Evangelista reached out to Dr. Emil Kakkis who had produced a drug for a related condition, and she hoped would have insights to her then-toddlers treatment. Kakkis, who at the time worked for BioMarin Pharmaceutical Inc., relayed the classic issue: drugs must be expected to be profitable in three years, and drugs like these do not sell. However, in 2010, Evangelista’s luck changed when Kakkis left his work to found another biotech company, Ultragenyx, specifically created to support ultra-rare diseases. Evangalista had remained adamant during the next decade, unceasingly searching for an avenue to address her son’s condition. This stuck with Kakkis, who was flooded with requests and niche problems, each needing individual solutions.

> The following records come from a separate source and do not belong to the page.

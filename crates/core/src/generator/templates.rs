//! Hand-authored prompt pools keyed by intensity tier and dominant theme.

use crate::{Card, ThemeTag};

const WARM_NOSTALGIA: &[&str] = &[
    "What scent or sound instantly transports you to a specific moment from your past?",
    "Which childhood ritual or tradition do you find yourself returning to?",
    "What detail from a happy memory do you hold onto most vividly?",
    "What place from your childhood do you still visit in your dreams?",
    "Which season reminds you most of a particular time in your life?",
    "What song or melody brings back a flood of memories?",
];

const WARM_IDENTITY: &[&str] = &[
    "What small habit or preference reveals something essential about who you are?",
    "When do you feel most comfortable in your own skin?",
    "What quality do others recognize in you that you sometimes overlook?",
    "What part of your personality emerged later in life that surprised you?",
    "How do you recognize when you're not being true to yourself?",
    "What trait do you share with someone you admire?",
];

const WARM_GENERAL: &[&str] = &[
    "What simple moment from your day brings you the most genuine pleasure?",
    "Which person from your past do you think of most fondly, and why?",
    "What ordinary experience have you come to appreciate more as you've grown older?",
    "What small ritual do you perform that centers you?",
    "Which everyday beauty do you pause to notice?",
    "What moment of quiet contentment do you treasure?",
];

const PERSONAL_IDENTITY: &[&str] = &[
    "What aspect of yourself took longest to fully accept?",
    "How do you recognize when you're not being authentic to yourself?",
    "What contradiction within yourself have you learned to embrace?",
    "What part of your identity feels most authentic to you?",
    "When did you realize you'd become someone you hadn't expected?",
    "What quality in yourself do you value most?",
];

const PERSONAL_LOVE: &[&str] = &[
    "How do you know when someone truly understands you?",
    "What gesture of affection means the most to you?",
    "When have you felt most deeply connected to another person?",
    "What makes you feel most loved and appreciated?",
    "How do you express care in ways that go beyond words?",
    "When did you realize someone saw you more clearly than you saw yourself?",
];

const PERSONAL_PHILOSOPHY: &[&str] = &[
    "What belief have you held onto despite others questioning it?",
    "How has your perspective on what matters most shifted over time?",
    "What question about life do you find yourself returning to?",
    "What assumption about how the world works have you had to reconsider?",
    "How has your understanding of what it means to live well evolved?",
    "What wisdom have you gained that you wish you'd had earlier?",
];

const PERSONAL_GENERAL: &[&str] = &[
    "What experience changed how you see yourself?",
    "When did you realize you'd outgrown a previous version of yourself?",
    "What do you understand now that you wish you'd known earlier?",
    "What moment revealed something important about yourself?",
    "How has your relationship with yourself changed over time?",
    "What lesson did you learn the hard way that you're grateful for now?",
];

const DEEP_SHADOW: &[&str] = &[
    "What truth about yourself did you resist acknowledging for the longest time?",
    "When did you realize you'd been wrong about something you were certain of?",
    "What pattern in your life have you struggled to break?",
];

const DEEP_WATERS: &[&str] = &[
    "What emotion have you learned to sit with rather than escape from?",
    "When did you discover you were capable of something you didn't think possible?",
    "What loss taught you something you couldn't have learned any other way?",
];

const DEEP_PHILOSOPHY: &[&str] = &[
    "How has your understanding of what it means to live well evolved?",
    "What assumption about how life works have you had to reconsider?",
    "What philosophical question do you find yourself returning to without resolution?",
    "What belief about existence have you questioned but never fully resolved?",
    "What mystery about life continues to intrigue you?",
];

const DEEP_GENERAL: &[&str] = &[
    "What moment revealed something important about yourself that you hadn't recognized?",
    "When did you realize you were becoming someone you hadn't expected to be?",
    "What connection with someone affected you in ways that only became clear much later?",
    "What influence from your past only revealed its impact years afterward?",
    "What relationship changed you in ways you didn't understand until much later?",
];

const VULNERABLE_SHADOW: &[&str] = &[
    "What contradiction within yourself have you learned to accept rather than reconcile?",
    "What part of yourself do you keep hidden from those closest to you?",
    "When did you realize you'd been pretending to be someone you're not?",
    "What aspect of yourself do you struggle to acknowledge even though you know it's true?",
    "What truth have you been running from that you know you'll eventually need to face?",
];

const VULNERABLE_WATERS: &[&str] = &[
    "What have you kept to yourself, uncertain of how it would be received?",
    "What did you lose without realizing its value until it was no longer there?",
    "What connection with someone changed you in ways you didn't recognize at the time?",
    "What influence from your past only became clear to you much later?",
    "What relationship taught you something about yourself that took years to understand?",
];

const VULNERABLE_GENERAL: &[&str] = &[
    "What achievement are you most proud of that would never appear on a CV?",
    "When did you first notice you were becoming someone unfamiliar to yourself?",
    "What seemingly insignificant decision altered the trajectory of your life?",
];

const SHADOWS: &[&str] = &[
    "What have you never told anyone because you're uncertain how it would be received?",
    "What truth about yourself have you been avoiding, and what might change if you embraced it fully?",
    "What connection with someone transformed you in ways you only recognized years afterward?",
    "What influence from your past only revealed its full impact much later?",
    "What relationship shaped you in ways that took years to fully comprehend?",
];

const EMPTY_POOL_GENTLE: &[&str] = &[
    "What moment from your past do you find yourself returning to in your thoughts?",
    "How has your understanding of yourself changed in ways that surprised you?",
    "What quality do you possess that you value most?",
];

const EMPTY_POOL_DEEP: &[&str] = &[
    "When did you discover you were mistaken about something you had been absolutely certain of?",
    "What assumption about yourself did you hold for years before realizing it was wrong?",
    "What certainty about your life did you have to let go of?",
    "What did you believe about yourself that turned out to be incorrect?",
    "What conviction did you hold that you later had to abandon?",
];

/// Used when every template collides with an existing card.
pub const FILTERED_FALLBACKS: &[&str] = &[
    "What moment from your life do you find yourself reflecting on most often?",
    "How has your perspective on what matters most evolved over time?",
    "What experience shaped you in ways you only understood later?",
    "When did you realize something important about yourself?",
    "What question about yourself have you been carrying for a while?",
    "What part of yourself do you understand better now than you did before?",
    "How has your relationship with yourself changed over the years?",
    "What insight about yourself came to you when you least expected it?",
];

/// Used when probing and rewriting both fail.
pub const LAST_RESORT: &[&str] = &[
    "What moment from your life do you find yourself reflecting on most often?",
    "How has your perspective on what matters most evolved over time?",
    "What experience shaped you in ways you only understood later?",
    "When did you realize something important about yourself?",
    "What question about yourself have you been carrying for a while?",
];

/// Template pool for a source card. Theme priority depends on the tier.
pub fn template_pool(card: &Card) -> &'static [&'static str] {
    let has = |theme| card.has_theme(theme);
    let pool = match card.intensity.level() {
        1 if has(ThemeTag::Nostalgia) => WARM_NOSTALGIA,
        1 if has(ThemeTag::Identity) => WARM_IDENTITY,
        1 => WARM_GENERAL,
        2 if has(ThemeTag::Identity) => PERSONAL_IDENTITY,
        2 if has(ThemeTag::Love) => PERSONAL_LOVE,
        2 if has(ThemeTag::Philosophy) => PERSONAL_PHILOSOPHY,
        2 => PERSONAL_GENERAL,
        3 if has(ThemeTag::Shadow) => DEEP_SHADOW,
        3 if has(ThemeTag::DeepWaters) => DEEP_WATERS,
        3 if has(ThemeTag::Philosophy) => DEEP_PHILOSOPHY,
        3 => DEEP_GENERAL,
        4 if has(ThemeTag::Shadow) => VULNERABLE_SHADOW,
        4 if has(ThemeTag::DeepWaters) => VULNERABLE_WATERS,
        4 => VULNERABLE_GENERAL,
        _ => SHADOWS,
    };
    if !pool.is_empty() {
        return pool;
    }
    if card.intensity.level() <= 2 {
        EMPTY_POOL_GENTLE
    } else {
        EMPTY_POOL_DEEP
    }
}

Kakkis took up Evangelista’s cause and three years later in 2013, 12 year old Matthew Evangelista got access to the first trials of the drug. He received the treatment because of the direness of his situation. It seemed he had little time left so he was approved from a law that gives early access to drugs that are not yet reviewed for those with fatal disease when there is no other option. He was the first patient to trial the drug. For Matthew, this was a miracle. Amidst more disturbing symptoms and a failing system, the drug began to help improve his symptoms within days. Today, he is 18. It was incredible at the time to imagine him still being here at this time.
The science behind the medication is not overly complicated or different from other rare diseases, rather it lacks the attention and dedication needed to make headway on the types of treatments these diseases need. Biotech firms like this give some access, one disease at a time.